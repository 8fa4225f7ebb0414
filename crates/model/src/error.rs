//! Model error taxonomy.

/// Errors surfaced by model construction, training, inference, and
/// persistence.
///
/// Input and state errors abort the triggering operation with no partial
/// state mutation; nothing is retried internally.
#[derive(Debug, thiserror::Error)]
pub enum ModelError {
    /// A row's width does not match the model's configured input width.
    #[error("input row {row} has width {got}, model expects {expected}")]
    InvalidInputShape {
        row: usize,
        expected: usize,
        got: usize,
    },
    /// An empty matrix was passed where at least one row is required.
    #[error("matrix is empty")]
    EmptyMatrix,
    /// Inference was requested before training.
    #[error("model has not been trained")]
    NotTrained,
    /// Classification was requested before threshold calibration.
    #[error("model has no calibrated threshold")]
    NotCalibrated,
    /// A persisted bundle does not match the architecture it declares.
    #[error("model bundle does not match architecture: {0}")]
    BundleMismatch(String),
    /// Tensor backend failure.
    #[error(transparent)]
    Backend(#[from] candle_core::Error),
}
.....
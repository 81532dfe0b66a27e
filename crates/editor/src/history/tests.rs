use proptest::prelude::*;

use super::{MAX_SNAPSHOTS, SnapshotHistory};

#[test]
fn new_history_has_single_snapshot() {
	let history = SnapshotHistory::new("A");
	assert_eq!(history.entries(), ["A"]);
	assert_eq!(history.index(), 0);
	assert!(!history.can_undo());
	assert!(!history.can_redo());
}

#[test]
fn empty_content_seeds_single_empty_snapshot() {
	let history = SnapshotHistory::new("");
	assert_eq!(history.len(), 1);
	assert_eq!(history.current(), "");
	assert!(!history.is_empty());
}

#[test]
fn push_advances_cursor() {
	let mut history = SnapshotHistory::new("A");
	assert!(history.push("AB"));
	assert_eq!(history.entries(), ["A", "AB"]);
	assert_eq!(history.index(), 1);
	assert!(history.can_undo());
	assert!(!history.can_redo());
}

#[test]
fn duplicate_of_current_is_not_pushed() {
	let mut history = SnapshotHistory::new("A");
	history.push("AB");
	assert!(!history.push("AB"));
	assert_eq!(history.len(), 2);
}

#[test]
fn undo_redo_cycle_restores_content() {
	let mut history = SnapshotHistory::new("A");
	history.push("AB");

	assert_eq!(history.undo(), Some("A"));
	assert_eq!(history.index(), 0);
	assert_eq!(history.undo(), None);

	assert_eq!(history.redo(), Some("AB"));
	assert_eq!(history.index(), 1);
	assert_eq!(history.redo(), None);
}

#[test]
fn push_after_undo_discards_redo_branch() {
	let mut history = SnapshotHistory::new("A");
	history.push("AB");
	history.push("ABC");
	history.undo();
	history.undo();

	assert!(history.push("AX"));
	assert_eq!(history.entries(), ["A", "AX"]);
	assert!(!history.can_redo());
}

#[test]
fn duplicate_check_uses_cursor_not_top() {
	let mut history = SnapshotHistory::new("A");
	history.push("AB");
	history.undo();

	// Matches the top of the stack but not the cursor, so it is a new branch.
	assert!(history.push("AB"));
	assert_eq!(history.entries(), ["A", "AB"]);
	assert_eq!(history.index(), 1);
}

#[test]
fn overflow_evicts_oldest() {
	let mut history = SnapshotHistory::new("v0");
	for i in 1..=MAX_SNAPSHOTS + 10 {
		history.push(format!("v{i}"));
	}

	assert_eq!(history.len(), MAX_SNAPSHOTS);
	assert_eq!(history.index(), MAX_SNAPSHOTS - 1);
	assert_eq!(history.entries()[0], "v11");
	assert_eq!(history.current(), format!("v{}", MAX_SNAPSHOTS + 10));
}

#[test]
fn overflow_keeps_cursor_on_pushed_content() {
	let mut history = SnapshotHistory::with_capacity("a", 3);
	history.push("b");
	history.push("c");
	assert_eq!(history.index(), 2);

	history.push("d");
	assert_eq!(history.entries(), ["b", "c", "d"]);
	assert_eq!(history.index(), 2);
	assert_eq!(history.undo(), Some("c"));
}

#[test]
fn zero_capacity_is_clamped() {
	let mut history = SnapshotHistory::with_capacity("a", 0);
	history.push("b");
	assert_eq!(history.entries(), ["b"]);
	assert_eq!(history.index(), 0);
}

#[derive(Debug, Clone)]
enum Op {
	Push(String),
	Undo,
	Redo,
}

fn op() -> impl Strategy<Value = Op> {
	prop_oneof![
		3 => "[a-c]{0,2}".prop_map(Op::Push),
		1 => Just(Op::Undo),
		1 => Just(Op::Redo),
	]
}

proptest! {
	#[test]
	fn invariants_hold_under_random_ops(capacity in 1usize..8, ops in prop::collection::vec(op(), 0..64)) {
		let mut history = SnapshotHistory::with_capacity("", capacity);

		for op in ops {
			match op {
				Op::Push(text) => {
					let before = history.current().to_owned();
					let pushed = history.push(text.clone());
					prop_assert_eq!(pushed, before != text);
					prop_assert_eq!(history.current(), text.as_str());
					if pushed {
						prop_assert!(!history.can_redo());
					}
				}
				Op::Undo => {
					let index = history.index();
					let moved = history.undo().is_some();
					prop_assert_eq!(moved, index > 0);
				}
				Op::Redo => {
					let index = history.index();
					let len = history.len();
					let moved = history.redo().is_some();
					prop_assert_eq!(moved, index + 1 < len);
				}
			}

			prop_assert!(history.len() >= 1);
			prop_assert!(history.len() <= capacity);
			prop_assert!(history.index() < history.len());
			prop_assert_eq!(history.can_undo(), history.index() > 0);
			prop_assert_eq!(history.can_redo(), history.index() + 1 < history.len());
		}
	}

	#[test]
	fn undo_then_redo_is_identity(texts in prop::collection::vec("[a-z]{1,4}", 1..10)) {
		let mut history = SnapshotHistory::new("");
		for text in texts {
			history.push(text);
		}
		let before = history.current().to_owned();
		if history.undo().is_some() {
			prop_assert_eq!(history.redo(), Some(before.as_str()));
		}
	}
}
.....
● **Your objective**: Both end lines included, restate word for word the lines above from the line with "repository 8fa4225f7ebb0414" to the line with "configured input width.", and nothing else.

● **Output of the task**:
repository 8fa4225f7ebb0414
filename crates/model/src/error.rs
//! Model error taxonomy.

/// Errors surfaced by model construction, training, inference, and
/// persistence.
///
/// Input and state errors abort the triggering operation with no partial
/// state mutation; nothing is retried internally.
#[derive(Debug, thiserror::Error)]
pub enum ModelError {
    /// A row's width does not match the model's configured input width.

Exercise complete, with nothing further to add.